Dataset entries
=== Section Start ===

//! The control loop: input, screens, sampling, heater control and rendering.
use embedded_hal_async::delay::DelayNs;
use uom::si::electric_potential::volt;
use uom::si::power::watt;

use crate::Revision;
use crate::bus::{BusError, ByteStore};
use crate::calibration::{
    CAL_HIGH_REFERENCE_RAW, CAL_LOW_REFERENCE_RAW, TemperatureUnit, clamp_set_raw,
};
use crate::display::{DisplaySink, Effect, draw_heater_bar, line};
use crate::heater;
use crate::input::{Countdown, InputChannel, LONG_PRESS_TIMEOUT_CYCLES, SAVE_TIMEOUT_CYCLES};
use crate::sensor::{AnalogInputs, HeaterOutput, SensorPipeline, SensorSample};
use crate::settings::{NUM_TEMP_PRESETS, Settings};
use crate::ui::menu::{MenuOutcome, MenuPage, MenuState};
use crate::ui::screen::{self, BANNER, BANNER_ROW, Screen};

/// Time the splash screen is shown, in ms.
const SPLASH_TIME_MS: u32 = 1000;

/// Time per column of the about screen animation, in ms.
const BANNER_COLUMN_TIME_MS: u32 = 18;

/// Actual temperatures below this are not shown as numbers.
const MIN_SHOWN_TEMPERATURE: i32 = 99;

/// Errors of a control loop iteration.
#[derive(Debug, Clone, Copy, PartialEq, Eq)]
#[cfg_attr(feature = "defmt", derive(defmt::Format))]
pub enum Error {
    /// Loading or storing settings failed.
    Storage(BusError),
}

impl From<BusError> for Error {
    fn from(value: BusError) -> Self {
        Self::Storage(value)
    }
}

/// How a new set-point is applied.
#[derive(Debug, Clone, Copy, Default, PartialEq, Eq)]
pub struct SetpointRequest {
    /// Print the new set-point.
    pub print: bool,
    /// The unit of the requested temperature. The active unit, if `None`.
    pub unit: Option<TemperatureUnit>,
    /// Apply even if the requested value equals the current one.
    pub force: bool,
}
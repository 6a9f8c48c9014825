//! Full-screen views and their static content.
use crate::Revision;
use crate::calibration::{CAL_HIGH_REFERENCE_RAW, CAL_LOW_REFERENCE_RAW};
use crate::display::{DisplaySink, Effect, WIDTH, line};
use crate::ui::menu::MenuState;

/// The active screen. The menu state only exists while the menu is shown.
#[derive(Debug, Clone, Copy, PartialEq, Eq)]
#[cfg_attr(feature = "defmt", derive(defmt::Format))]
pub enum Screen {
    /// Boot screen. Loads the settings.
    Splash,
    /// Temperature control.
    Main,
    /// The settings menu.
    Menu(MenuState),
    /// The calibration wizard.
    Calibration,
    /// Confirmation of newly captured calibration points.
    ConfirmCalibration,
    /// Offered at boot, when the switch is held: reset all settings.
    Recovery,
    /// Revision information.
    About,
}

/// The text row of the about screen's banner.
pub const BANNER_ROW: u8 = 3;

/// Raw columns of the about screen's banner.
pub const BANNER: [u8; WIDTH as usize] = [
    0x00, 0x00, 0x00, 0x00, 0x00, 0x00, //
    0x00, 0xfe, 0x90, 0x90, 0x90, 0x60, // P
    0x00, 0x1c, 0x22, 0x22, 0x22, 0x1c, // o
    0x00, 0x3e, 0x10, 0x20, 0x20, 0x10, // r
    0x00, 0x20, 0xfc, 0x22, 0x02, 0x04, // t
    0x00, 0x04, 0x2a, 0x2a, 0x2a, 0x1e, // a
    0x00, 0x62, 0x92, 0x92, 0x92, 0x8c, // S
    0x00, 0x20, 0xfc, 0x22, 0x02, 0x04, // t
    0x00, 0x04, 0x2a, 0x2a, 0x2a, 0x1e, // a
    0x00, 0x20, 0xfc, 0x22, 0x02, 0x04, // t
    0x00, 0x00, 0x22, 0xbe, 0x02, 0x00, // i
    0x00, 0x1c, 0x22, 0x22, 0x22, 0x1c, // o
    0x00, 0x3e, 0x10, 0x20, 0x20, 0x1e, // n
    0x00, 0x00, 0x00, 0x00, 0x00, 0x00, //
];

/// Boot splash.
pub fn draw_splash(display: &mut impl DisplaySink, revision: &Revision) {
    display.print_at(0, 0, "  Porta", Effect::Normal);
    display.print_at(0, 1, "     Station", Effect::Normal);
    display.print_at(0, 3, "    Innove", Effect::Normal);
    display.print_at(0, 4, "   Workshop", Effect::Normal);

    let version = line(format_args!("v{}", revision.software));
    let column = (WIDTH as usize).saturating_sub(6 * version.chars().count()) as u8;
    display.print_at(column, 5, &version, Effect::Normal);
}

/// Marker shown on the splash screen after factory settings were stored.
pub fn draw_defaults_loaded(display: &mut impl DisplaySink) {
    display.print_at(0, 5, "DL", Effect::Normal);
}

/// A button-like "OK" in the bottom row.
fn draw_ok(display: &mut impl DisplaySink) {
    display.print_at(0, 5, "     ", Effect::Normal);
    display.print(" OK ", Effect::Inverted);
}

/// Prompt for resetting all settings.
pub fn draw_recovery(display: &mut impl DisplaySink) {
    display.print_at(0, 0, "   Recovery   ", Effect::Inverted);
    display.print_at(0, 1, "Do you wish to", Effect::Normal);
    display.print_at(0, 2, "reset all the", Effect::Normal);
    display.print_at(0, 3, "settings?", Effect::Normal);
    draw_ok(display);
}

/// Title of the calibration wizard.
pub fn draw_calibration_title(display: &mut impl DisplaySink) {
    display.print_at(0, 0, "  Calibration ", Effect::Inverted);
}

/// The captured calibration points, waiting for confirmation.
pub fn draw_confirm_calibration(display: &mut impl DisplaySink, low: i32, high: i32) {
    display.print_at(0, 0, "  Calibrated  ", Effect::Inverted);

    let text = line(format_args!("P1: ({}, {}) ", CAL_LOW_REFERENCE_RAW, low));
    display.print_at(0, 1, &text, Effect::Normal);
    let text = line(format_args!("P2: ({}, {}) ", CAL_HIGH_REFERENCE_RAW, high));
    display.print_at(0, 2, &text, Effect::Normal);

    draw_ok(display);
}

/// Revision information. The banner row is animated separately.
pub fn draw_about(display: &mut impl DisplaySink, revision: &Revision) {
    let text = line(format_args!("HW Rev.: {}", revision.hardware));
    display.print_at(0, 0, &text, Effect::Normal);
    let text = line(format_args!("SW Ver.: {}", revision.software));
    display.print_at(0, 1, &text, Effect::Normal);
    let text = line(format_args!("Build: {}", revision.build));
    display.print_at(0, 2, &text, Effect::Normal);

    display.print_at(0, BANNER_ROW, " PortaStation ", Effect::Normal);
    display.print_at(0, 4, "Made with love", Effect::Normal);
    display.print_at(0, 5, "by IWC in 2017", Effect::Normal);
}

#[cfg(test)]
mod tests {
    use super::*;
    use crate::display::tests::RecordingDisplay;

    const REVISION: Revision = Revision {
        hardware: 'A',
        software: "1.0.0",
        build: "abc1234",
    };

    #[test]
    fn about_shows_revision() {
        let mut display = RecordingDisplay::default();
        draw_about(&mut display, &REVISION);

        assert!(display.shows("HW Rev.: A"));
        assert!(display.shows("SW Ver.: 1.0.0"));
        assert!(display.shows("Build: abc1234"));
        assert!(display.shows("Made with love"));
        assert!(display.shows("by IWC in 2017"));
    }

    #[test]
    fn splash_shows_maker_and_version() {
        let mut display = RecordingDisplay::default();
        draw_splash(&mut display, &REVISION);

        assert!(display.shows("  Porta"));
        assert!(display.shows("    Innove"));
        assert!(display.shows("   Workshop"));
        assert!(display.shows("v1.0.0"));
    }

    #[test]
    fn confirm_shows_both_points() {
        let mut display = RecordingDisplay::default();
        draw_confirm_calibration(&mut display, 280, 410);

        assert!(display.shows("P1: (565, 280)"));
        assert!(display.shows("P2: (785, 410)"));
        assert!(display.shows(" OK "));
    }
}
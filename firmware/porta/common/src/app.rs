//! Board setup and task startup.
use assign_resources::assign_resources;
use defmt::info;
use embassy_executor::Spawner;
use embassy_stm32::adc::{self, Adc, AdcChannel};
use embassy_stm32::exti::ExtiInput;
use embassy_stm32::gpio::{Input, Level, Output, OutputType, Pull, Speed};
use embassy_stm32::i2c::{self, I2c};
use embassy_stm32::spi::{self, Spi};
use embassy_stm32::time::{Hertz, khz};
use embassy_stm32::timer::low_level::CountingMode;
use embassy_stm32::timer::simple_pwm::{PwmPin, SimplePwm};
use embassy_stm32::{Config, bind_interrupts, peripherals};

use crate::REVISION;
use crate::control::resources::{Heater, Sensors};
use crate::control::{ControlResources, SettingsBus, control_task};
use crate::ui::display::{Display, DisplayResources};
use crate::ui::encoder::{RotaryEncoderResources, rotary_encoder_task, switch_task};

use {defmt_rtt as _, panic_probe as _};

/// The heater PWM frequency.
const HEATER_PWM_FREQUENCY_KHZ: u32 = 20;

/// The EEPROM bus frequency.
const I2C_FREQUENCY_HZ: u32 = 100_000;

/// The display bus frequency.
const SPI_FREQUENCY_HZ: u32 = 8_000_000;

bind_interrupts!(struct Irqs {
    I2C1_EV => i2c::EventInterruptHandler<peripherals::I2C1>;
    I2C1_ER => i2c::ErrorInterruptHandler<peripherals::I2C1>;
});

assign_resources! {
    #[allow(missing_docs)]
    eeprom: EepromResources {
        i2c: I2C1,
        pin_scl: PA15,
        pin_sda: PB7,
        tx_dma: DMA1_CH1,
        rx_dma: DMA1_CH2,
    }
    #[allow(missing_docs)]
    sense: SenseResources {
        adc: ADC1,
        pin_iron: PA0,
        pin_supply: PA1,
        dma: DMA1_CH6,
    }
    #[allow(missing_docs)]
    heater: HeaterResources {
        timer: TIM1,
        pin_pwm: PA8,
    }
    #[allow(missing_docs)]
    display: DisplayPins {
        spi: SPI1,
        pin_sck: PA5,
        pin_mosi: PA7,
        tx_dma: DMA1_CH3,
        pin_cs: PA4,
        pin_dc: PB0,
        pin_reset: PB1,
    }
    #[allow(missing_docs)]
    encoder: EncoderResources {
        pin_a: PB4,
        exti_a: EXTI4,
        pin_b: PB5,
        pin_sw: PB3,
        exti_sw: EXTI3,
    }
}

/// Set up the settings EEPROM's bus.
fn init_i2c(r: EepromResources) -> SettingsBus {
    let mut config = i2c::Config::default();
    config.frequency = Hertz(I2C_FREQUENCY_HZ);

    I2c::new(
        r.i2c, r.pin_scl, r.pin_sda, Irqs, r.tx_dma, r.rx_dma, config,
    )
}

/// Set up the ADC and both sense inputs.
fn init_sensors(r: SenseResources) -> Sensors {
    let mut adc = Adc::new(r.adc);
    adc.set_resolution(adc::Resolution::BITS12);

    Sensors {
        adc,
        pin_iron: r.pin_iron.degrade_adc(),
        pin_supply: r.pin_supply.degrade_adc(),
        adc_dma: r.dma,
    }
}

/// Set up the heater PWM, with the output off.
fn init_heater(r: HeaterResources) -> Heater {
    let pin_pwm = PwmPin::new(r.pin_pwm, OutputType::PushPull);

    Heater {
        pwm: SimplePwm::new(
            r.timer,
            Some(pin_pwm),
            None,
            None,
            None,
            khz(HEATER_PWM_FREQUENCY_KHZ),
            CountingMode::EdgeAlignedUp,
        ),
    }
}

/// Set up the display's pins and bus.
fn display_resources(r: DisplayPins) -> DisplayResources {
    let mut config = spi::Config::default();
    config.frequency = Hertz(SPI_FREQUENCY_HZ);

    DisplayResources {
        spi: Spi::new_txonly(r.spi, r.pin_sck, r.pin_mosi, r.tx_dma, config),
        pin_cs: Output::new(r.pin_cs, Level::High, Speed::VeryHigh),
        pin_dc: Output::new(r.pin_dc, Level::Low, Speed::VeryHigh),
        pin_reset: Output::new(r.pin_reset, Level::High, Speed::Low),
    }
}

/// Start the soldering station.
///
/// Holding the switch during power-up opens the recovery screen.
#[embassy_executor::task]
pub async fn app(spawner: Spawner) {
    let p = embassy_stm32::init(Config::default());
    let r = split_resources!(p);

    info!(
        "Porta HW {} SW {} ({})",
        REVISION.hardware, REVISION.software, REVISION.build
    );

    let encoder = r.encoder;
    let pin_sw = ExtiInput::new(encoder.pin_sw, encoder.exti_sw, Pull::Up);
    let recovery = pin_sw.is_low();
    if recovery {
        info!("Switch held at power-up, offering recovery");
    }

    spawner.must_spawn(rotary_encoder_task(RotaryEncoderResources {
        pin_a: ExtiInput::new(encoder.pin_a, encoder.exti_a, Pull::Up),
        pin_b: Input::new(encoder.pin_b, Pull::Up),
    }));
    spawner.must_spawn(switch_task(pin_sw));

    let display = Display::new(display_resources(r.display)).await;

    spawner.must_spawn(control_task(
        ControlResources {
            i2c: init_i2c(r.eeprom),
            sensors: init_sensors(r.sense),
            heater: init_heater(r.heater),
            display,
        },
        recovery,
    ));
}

=== Section End ===

Go through the entries and return each line where the word "with" appears.

    display.print_at(0, 4, "Made with love", Effect::Normal);
        assert!(display.shows("Made with love"));
/// Set up the heater PWM, with the output off.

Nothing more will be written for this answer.